§ Data extracted from a collection:
┄┄┄┄┄┄┄┄┄┄

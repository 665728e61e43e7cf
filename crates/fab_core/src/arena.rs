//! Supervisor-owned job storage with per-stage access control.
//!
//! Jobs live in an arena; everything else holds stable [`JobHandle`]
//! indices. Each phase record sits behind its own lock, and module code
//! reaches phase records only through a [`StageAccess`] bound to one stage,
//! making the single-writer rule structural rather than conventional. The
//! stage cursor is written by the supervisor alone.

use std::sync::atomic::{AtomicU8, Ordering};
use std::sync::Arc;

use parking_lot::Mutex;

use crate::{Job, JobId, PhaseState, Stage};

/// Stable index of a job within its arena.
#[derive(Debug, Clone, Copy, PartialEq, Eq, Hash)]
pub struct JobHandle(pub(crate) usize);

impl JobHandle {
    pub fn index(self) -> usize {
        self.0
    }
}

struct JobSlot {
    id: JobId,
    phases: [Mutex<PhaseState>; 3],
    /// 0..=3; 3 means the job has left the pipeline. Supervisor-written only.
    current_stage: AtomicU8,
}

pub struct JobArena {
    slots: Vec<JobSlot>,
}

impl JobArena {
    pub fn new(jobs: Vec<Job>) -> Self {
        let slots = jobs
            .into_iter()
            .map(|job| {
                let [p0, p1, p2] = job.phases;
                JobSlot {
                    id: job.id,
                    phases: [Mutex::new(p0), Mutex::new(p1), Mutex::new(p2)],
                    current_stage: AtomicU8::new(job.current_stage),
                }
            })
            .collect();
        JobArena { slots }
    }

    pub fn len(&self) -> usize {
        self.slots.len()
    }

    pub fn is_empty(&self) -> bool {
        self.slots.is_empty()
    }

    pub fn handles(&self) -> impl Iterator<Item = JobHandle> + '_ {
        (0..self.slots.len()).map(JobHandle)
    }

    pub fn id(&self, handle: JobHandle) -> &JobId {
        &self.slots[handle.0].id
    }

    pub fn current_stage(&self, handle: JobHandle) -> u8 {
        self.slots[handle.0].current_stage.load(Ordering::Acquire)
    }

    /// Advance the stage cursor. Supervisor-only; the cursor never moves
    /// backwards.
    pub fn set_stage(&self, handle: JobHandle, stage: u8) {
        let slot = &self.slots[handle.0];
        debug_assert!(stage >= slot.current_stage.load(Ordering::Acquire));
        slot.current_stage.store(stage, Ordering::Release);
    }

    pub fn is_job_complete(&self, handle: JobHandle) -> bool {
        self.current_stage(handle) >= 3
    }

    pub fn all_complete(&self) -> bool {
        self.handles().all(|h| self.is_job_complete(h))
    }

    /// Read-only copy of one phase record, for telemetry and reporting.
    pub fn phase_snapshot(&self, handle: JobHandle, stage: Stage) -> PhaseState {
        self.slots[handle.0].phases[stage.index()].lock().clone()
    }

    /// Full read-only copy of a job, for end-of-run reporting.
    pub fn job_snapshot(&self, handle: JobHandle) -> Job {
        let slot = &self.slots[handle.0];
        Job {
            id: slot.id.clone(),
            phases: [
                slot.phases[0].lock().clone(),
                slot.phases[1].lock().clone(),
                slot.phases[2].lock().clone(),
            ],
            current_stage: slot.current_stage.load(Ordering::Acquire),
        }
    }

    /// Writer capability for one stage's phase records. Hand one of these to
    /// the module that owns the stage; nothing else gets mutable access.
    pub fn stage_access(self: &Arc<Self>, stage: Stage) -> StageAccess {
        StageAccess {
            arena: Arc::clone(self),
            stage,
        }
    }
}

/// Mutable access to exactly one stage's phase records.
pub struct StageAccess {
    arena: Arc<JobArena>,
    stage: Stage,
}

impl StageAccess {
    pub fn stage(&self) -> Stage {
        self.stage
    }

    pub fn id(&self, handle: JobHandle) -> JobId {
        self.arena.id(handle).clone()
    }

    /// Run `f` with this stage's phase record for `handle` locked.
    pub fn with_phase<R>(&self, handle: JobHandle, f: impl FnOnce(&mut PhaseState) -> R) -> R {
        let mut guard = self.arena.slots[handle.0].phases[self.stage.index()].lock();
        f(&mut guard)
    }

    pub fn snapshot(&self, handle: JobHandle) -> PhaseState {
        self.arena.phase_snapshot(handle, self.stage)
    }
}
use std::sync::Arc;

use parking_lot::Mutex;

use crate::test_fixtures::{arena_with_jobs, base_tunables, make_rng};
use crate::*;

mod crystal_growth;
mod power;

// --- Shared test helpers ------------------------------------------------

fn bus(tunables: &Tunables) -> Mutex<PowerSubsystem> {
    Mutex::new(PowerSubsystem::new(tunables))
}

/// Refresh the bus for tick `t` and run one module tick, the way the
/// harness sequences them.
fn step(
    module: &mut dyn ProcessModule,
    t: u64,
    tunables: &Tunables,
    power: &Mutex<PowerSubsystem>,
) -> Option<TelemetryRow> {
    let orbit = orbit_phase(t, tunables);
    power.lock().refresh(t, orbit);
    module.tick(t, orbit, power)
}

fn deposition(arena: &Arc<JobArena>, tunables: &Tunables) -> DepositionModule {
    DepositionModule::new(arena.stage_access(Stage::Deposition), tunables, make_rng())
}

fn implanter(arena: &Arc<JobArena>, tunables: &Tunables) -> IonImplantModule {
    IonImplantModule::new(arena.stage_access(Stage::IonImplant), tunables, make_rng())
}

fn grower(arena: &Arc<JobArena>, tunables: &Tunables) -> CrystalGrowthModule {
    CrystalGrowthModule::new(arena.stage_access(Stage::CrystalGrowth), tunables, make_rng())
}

┄┄┄┄┄┄┄┄┄┄

§ WHAT THE TASK ASKS: Go through the records above and return each line in which the word "JobSlot" occurs.

§ OUTPUT:
struct JobSlot {
    slots: Vec<JobSlot>,
                JobSlot {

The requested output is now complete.